A few days later, the paper cautioned military personnel that “the war is about half over.” Flight Time ran a piece attributed to the “Camp Newspaper Service” that read, in full: “The State Department has made public evidence of German plans for continuing to fight for world domination even after total military defeat. The evidence was collected by various Allied Governments, and is based on reliable information, according to State Department
officials.”
Meanwhile, Goodfellow’s new swimming pool was now ready for use, and all the men on the base were required to take a swimming test.
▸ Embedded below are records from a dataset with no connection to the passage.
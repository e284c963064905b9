//! Relational user store
//!
//! Backed by the `users` table created by [`super::migrations`]:
//! - ids are UUIDs generated by Postgres
//! - list keeps insertion order (`created_at`, then id)
//! - update/delete are single statements; no read-then-write

use async_trait::async_trait;
use roster_core::{User, UserPayload};
use sqlx::{FromRow, PgPool};
use uuid::Uuid;

use super::{DbError, UserStore};
use crate::config::Backend;

/// Row shape shared by every query below
#[derive(Debug, Clone, FromRow)]
struct UserRow {
    user_id: Uuid,
    email: String,
    first_name: String,
    last_name: String,
    age: i32,
    aliases: Option<Vec<String>>,
}

impl From<UserRow> for User {
    fn from(row: UserRow) -> Self {
        Self {
            id: row.user_id.to_string(),
            email: row.email,
            first_name: row.first_name,
            last_name: row.last_name,
            age: row.age,
            aliases: row.aliases,
        }
    }
}

/// Parse a path id into a UUID.
pub(crate) fn parse_uuid(id: &str) -> Result<Uuid, DbError> {
    Uuid::parse_str(id).map_err(|_| DbError::InvalidId {
        id: id.to_owned(),
        reason: "expected a UUID",
    })
}

/// Postgres-backed [`UserStore`]
#[derive(Clone)]
pub struct PgUserStore {
    pool: PgPool,
}

impl PgUserStore {
    pub fn new(pool: PgPool) -> Self {
        Self { pool }
    }
}

#[async_trait]
impl UserStore for PgUserStore {
    fn backend(&self) -> Backend {
        Backend::Postgres
    }

    async fn list(&self) -> Result<Vec<User>, DbError> {
        let rows: Vec<UserRow> = sqlx::query_as(
            r#"
            SELECT user_id, email, first_name, last_name, age, aliases
            FROM users
            ORDER BY created_at, user_id
            "#,
        )
        .fetch_all(&self.pool)
        .await
        .map_err(DbError::postgres("list_users"))?;

        Ok(rows.into_iter().map(User::from).collect())
    }

    async fn get(&self, id: &str) -> Result<User, DbError> {
        let user_id = parse_uuid(id)?;

        let row: UserRow = sqlx::query_as(
            r#"
            SELECT user_id, email, first_name, last_name, age, aliases
            FROM users
            WHERE user_id = $1
            "#,
        )
        .bind(user_id)
        .fetch_optional(&self.pool)
        .await
        .map_err(DbError::postgres("get_user"))?
        .ok_or_else(|| DbError::user_not_found(id))?;

        Ok(row.into())
    }

    async fn create(&self, payload: UserPayload) -> Result<User, DbError> {
        let row: UserRow = sqlx::query_as(
            r#"
            INSERT INTO users (email, first_name, last_name, age, aliases)
            VALUES ($1, $2, $3, $4, $5)
            RETURNING user_id, email, first_name, last_name, age, aliases
            "#,
        )
        .bind(&payload.email)
        .bind(&payload.first_name)
        .bind(&payload.last_name)
        .bind(payload.age)
        .bind(&payload.aliases)
        .fetch_one(&self.pool)
        .await
        .map_err(DbError::postgres("create_user"))?;

        Ok(row.into())
    }

    async fn update(&self, id: &str, payload: UserPayload) -> Result<User, DbError> {
        let user_id = parse_uuid(id)?;

        let row: UserRow = sqlx::query_as(
            r#"
            UPDATE users
            SET email = $1,
                first_name = $2,
                last_name = $3,
                age = $4,
                aliases = $5
            WHERE user_id = $6
            RETURNING user_id, email, first_name, last_name, age, aliases
            "#,
        )
        .bind(&payload.email)
        .bind(&payload.first_name)
        .bind(&payload.last_name)
        .bind(payload.age)
        .bind(&payload.aliases)
        .bind(user_id)
        .fetch_optional(&self.pool)
        .await
        .map_err(DbError::postgres("update_user"))?
        .ok_or_else(|| DbError::user_not_found(id))?;

        Ok(row.into())
    }

    async fn delete(&self, id: &str) -> Result<(), DbError> {
        let user_id = parse_uuid(id)?;

        let result = sqlx::query("DELETE FROM users WHERE user_id = $1")
            .bind(user_id)
            .execute(&self.pool)
            .await
            .map_err(DbError::postgres("delete_user"))?;

        tracing::debug!(id, rows = result.rows_affected(), "delete_user");
        Ok(())
    }

    async fn close(&self) {
        self.pool.close().await;
        tracing::info!("PostgreSQL pool closed");
    }
}

#[cfg(test)]
mod tests {
    use super::*;
    use crate::config::PostgresSettings;
    use crate::db::{create_pool, migrations};

    #[test]
    fn parses_uuid_ids() {
        let id = "67e55044-10b1-426f-9247-bb680e5fe0c8";
        assert_eq!(parse_uuid(id).unwrap().to_string(), id);

        let err = parse_uuid("507f1f77bcf86cd799439011").unwrap_err();
        assert!(matches!(err, DbError::InvalidId { reason: "expected a UUID", .. }));
    }

    // Run with: DATABASE_URL=postgres://... cargo test -p roster-server -- --ignored

    async fn store() -> PgUserStore {
        let url = std::env::var("DATABASE_URL").expect("DATABASE_URL required");
        let pool = create_pool(&PostgresSettings::from_url(url))
            .await
            .expect("pool creation failed");
        migrations::up(&pool).await.expect("migrations failed");
        PgUserStore::new(pool)
    }

    fn payload(email: &str) -> UserPayload {
        UserPayload {
            email: email.into(),
            first_name: "A".into(),
            last_name: "B".into(),
            age: 30,
            aliases: Some(vec!["ab".into()]),
        }
    }

    #[tokio::test]
    #[ignore = "requires database"]
    async fn create_get_update_delete() {
        let store = store().await;

        let created = store.create(payload("pg@x.com")).await.unwrap();
        assert!(!created.id.is_empty());
        assert_eq!(created.aliases, Some(vec!["ab".into()]));

        let fetched = store.get(&created.id).await.unwrap();
        assert_eq!(fetched, created);

        let replacement = UserPayload {
            aliases: None,
            ..payload("pg2@x.com")
        };
        let updated = store.update(&created.id, replacement).await.unwrap();
        assert_eq!(updated.email, "pg2@x.com");
        assert_eq!(updated.aliases, None);

        store.delete(&created.id).await.unwrap();
        assert!(store.get(&created.id).await.unwrap_err().is_not_found());

        // second delete is still fine
        store.delete(&created.id).await.unwrap();
    }

    #[tokio::test]
    #[ignore = "requires database"]
    async fn update_missing_is_not_found() {
        let store = store().await;
        let err = store
            .update(&Uuid::new_v4().to_string(), payload("ghost@x.com"))
            .await
            .unwrap_err();
        assert!(err.is_not_found());
    }
}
Dust storms showered the pool; some afternoons, the air turned so brown, the only things visible, more than a few feet away, were telephone poles staked here and there. Towels, clothing, beds, and food smelled of loam. Whenever someone smashed a Ping-Pong ball in the rec room, puffs of dust rose from the table.
Heller sat on his bed, counting and recounting his points.
Later, he claimed he left Texas in mid-May and was officially discharged at Fort Dix, in New Jersey, on June 10, 1945, one of the first men released under the new point system. Records obtained from the Military Personnel Records Facility of the National Personnel Records Center in St. Louis do not say how many points he had. At rough glance, the total appears to fall short of the required minimum. Chad Dull, currently the base historian at Goodfellow Field, expressed surprise that Heller was released before the end of the hostilities with Japan. This odd timing, combined with the fact that Heller came home without flying his required seventy missions overseas, logging no flying time in Atlantic City or San Angelo, invites speculation that he received medical dispensation for an early release. He told a doctor in Atlantic City he couldn’t fly anymore; at San Angelo, he was clearly one of a number of men pegged as suffering from combat fatigue.